Your uncle has discovered a mysterious slime that, when applied to plants, turns them into an animal-plant hybrid aptly named Planimals. A small town, Planimal Point, has sprouted up around his lab seemingly overnight. Every inhabitant has fallen in love with and has begun growing their own planimals. Knowing that you need a change of pace, he asks you to join him and grow your own planimals on his old farm.
The story isn’t essential in most farming games. Usually, a dead relative gives the player a farm, and they take it over, either out of love or a desire to leave their old life behind. So, having your uncle invite you over after making a life-changing discovery was pretty unique. If that’s all there was to it, I would have been happy to leave the story at that.
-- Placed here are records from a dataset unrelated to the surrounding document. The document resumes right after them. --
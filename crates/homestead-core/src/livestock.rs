//! Drawing new animals for a plot.

use homestead_types::{AnimalType, PlotType, animals_for_plot_type};
use rand::Rng;
use rand::seq::IndexedRandom;

/// A freshly drawn animal: its kind and its lifelong production rate.
#[derive(Debug, Clone, Copy, PartialEq)]
pub struct Newborn {
    /// Kind of animal, always compatible with the plot it was drawn for.
    pub animal_type: AnimalType,
    /// Production rate in `[0, 1)`, fixed for the animal's lifetime.
    pub production_rate: f64,
}

/// Draw a random animal able to live on `plot_type`.
///
/// Returns `None` only if the catalog has no animal for the habitat.
pub fn draw_animal<R: Rng + ?Sized>(plot_type: PlotType, rng: &mut R) -> Option<Newborn> {
    let animal_type = animals_for_plot_type(plot_type).choose(rng).copied()?;
    Some(Newborn {
        animal_type,
        production_rate: rng.random::<f64>(),
    })
}
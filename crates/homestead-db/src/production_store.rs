//! The transactional production tick.
//!
//! A tick reads candidates, checks capacity, and writes increments inside a
//! single `REPEATABLE READ` transaction. If a user collects or sells from a
//! plot mid-tick, one side fails with a serialization error and the tick is
//! simply retried by the next one.

use std::collections::BTreeSet;
use std::future::Future;

use homestead_core::config::ProductionConfig;
use homestead_core::production::{
    ProductionError, ProductionSource, TickReport, plan_production,
};
use homestead_types::PlotId;

use crate::animal_store::AnimalStore;
use crate::error::DbError;
use crate::item_store::ItemStore;
use crate::postgres::PostgresPool;

/// [`ProductionSource`] backed by `PostgreSQL`.
#[derive(Debug, Clone)]
pub struct PgProductionSource {
    pool: PostgresPool,
    plot_capacity: u64,
    min_production_rate: f64,
}

impl PgProductionSource {
    /// Create a source using the production section of the config.
    pub const fn new(pool: PostgresPool, config: &ProductionConfig) -> Self {
        Self {
            pool,
            plot_capacity: config.plot_capacity,
            min_production_rate: config.min_production_rate,
        }
    }

    /// Run one tick to commit.
    ///
    /// # Errors
    ///
    /// Returns [`DbError`] if any statement or the commit fails; the
    /// transaction is rolled back.
    pub async fn run_tick(&self, tick: u64, seed: u64) -> Result<TickReport, DbError> {
        let mut tx = self.pool.begin_repeatable_read().await?;

        let producers = AnimalStore::new(&mut *tx)
            .list_producers(self.min_production_rate)
            .await?;
        let candidate_plots: Vec<PlotId> = producers
            .iter()
            .map(|p| p.plot_id)
            .collect::<BTreeSet<_>>()
            .into_iter()
            .collect();

        let mut items = ItemStore::new(&mut *tx);
        let full = items
            .plots_at_capacity(&candidate_plots, self.plot_capacity)
            .await?;
        let plan = plan_production(seed, &producers, &full);
        items.add_plot_items(&plan.increments).await?;

        tx.commit().await?;

        Ok(TickReport {
            tick,
            seed,
            candidates: producers.len(),
            produced: plan.produced,
            units: plan.units(),
            plots_at_capacity: full.len(),
        })
    }
}

impl ProductionSource for PgProductionSource {
    fn produce(
        &self,
        tick: u64,
        tick_seed: u64,
    ) -> impl Future<Output = Result<TickReport, ProductionError>> + Send {
        async move {
            self.run_tick(tick, tick_seed)
                .await
                .map_err(|e| ProductionError::Store {
                    message: e.to_string(),
                })
        }
    }
}
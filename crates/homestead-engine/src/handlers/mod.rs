//! Transaction handlers.
//!
//! Every mutating handler opens one transaction, locks the caller's balance
//! row, reads and validates, and either commits all its writes or rolls back
//! with a [`Rejection`]. Locking the balance first serializes concurrent
//! requests from the same user, so a double click cannot spend the same
//! gold twice.

pub mod animals;
pub mod market;
pub mod plots;
pub mod transfer;
pub mod views;

use std::sync::Arc;

use homestead_core::config::HomesteadConfig;
use homestead_core::economy::{Economy, FlatMarket, MarketPricing};
use homestead_db::PostgresPool;
use sqlx::{Postgres, Transaction};
use tracing::debug;

use crate::error::HandlerError;
use crate::rejection::Rejection;

/// Result of a handler that may refuse the request.
#[derive(Debug, Clone, PartialEq)]
pub enum Outcome<T> {
    /// The request was applied and committed.
    Done(T),
    /// The request was refused; nothing changed.
    Rejected(Rejection),
}

impl<T> Outcome<T> {
    /// The committed value, if any.
    pub fn done(self) -> Option<T> {
        match self {
            Self::Done(value) => Some(value),
            Self::Rejected(_) => None,
        }
    }

    /// The rejection, if any.
    pub const fn rejection(&self) -> Option<&Rejection> {
        match self {
            Self::Done(_) => None,
            Self::Rejected(rejection) => Some(rejection),
        }
    }
}

/// Roll back and report a refusal.
async fn reject<T>(
    tx: Transaction<'_, Postgres>,
    rejection: Rejection,
) -> Result<Outcome<T>, HandlerError> {
    tx.rollback().await?;
    debug!(%rejection, "request rejected");
    Ok(Outcome::Rejected(rejection))
}

/// Shared handler context: the pool and the pricing rules.
#[derive(Clone)]
pub struct Homestead {
    pool: PostgresPool,
    economy: Economy,
    market: Arc<dyn MarketPricing>,
}

impl Homestead {
    /// Build a context with explicit pricing.
    pub const fn new(pool: PostgresPool, economy: Economy, market: Arc<dyn MarketPricing>) -> Self {
        Self {
            pool,
            economy,
            market,
        }
    }

    /// Build a context from configuration, with a flat market price.
    pub fn from_config(pool: PostgresPool, config: &HomesteadConfig) -> Self {
        Self::new(
            pool,
            Economy::new(&config.economy),
            Arc::new(FlatMarket::new(config.economy.sell_price)),
        )
    }

    /// The connection pool.
    pub const fn pool(&self) -> &PostgresPool {
        &self.pool
    }

    /// The pricing curves.
    pub const fn economy(&self) -> &Economy {
        &self.economy
    }
}
//! Moving a plot's stored goods into the owner's inventory.

use homestead_db::{InventoryStore, ItemStore, PlotStore};
use homestead_types::{BoardPosition, GuildId, Item, Plot, UserId};
use tracing::info;

use super::{Homestead, Outcome, reject};
use crate::error::HandlerError;
use crate::rejection::Rejection;

/// A committed transfer.
#[derive(Debug, Clone, PartialEq)]
pub struct Collection {
    /// The emptied plot.
    pub plot: Plot,
    /// What was moved, by good.
    pub moved: Vec<Item>,
}

impl Homestead {
    /// Move everything stored on the plot at `position` to `user`.
    ///
    /// All or nothing: the plot is emptied and the inventory credited in the
    /// same transaction.
    pub async fn collect_plot(
        &self,
        guild: GuildId,
        user: UserId,
        position: BoardPosition,
    ) -> Result<Outcome<Collection>, HandlerError> {
        let mut tx = self.pool().begin().await?;
        InventoryStore::new(&mut tx).lock_balance(guild, user).await?;

        let Some(plot) = PlotStore::new(&mut tx).find_at(guild, user, position).await? else {
            return reject(tx, Rejection::PlotNotOwned { position }).await;
        };

        let moved = ItemStore::new(&mut tx)
            .move_plot_to_user(plot.id, guild, user)
            .await?;
        if moved.is_empty() {
            return reject(tx, Rejection::NothingToMove).await;
        }

        tx.commit().await?;

        info!(
            guild = %guild,
            user = %user,
            plot = %plot.id,
            kinds = moved.len(),
            units = moved.iter().fold(0_u64, |acc, i| acc.saturating_add(i.amount)),
            "Plot storage moved to inventory"
        );

        Ok(Outcome::Done(Collection { plot, moved }))
    }
}
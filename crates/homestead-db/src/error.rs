//! Error type for the data layer.
//!
//! Anything that goes wrong between a store call and `PostgreSQL` surfaces as
//! a [`DbError`]. Expected refusals (short funds, an occupied cell) are not
//! errors here; stores report them as `None` or `false`.

/// Errors that can occur in the data layer.
#[derive(Debug, thiserror::Error)]
pub enum DbError {
    /// A query, connection, or commit failed.
    #[error("PostgreSQL error: {0}")]
    Postgres(#[from] sqlx::Error),

    /// A schema migration failed.
    #[error("PostgreSQL migration error: {0}")]
    Migration(#[from] sqlx::migrate::MigrateError),

    /// A stored row holds a value the domain cannot represent, such as an
    /// unknown animal key or a negative amount.
    #[error("corrupt row: {0}")]
    Decode(String),

    /// A domain value does not fit its column, such as a snowflake above
    /// `i64::MAX`.
    #[error("value out of range: {0}")]
    OutOfRange(String),

    /// The `database` config section is unusable.
    #[error("database configuration: {0}")]
    Config(String),
}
However, Monster Harvest tries to throw in a bit of mystery surrounding a company called Slime Co. This company sprung up not long after Planimal Point was founded and messed around in the dungeons where the slimes originated. The critique I have with this is that it is undeniable that the company is up to insidious deeds to the point that its head threatens the player to leave the dungeon alone.
After that point, there aren’t many interactions with Slime Co. at all. Evidence of their machinery is left all around the dungeon, and the villagers keep talking about how fishy they are. Still, outside of that one interaction, the company might as well not even exist. It feels like everyone talks about Slime Co. but never bothers to show the player exactly what they are doing or why it isn’t good.
I honestly found it hard to care about what was going on with Slime Co and, to a bigger extent, Planimal Point. Talking to NPCs is a vital component of the simulation genre to form attachments to the townspeople. The player gives gifts to get closer to the townsfolk, and they slowly reward the player with insight into their lives. This simple loop allows the player to form connections and gradually become part of the community.
It’s a gradual process, and during it, you are bound to run into repeating dialogue. I am convinced that none of the NPCs have any character, though. Even thinking back, I can only recall one character, and all I know is that she and her mom run the clinic since that’s practically all she spoke of.
The same holds true for every other character you speak with. They all spit the same three to four lines out at you. I eventually stopped hunting characters down to give them presents. Instead, if they were in my path as I ran to the dungeons, I would mash through their dialogue, throw a flower in their face, and then continue on my way.
The social aspect of this genre has been totally botched in Monster Harvest. The farming is exactly what you would expect it to be, though. You have various weather types and seasons that you grow crops in, and crops die if not planted in the correct season. The only notably odd aspect is that months only have twenty-one days to a season rather than thirty.
Only having three weeks is a simple change, but it drastically altered the gameplay pacing of growing crops. Before I knew it, I had lost an entire harvest because I assumed I had another week. Instead, I was shamefully digging up my plants, several of them destined to be added to my team.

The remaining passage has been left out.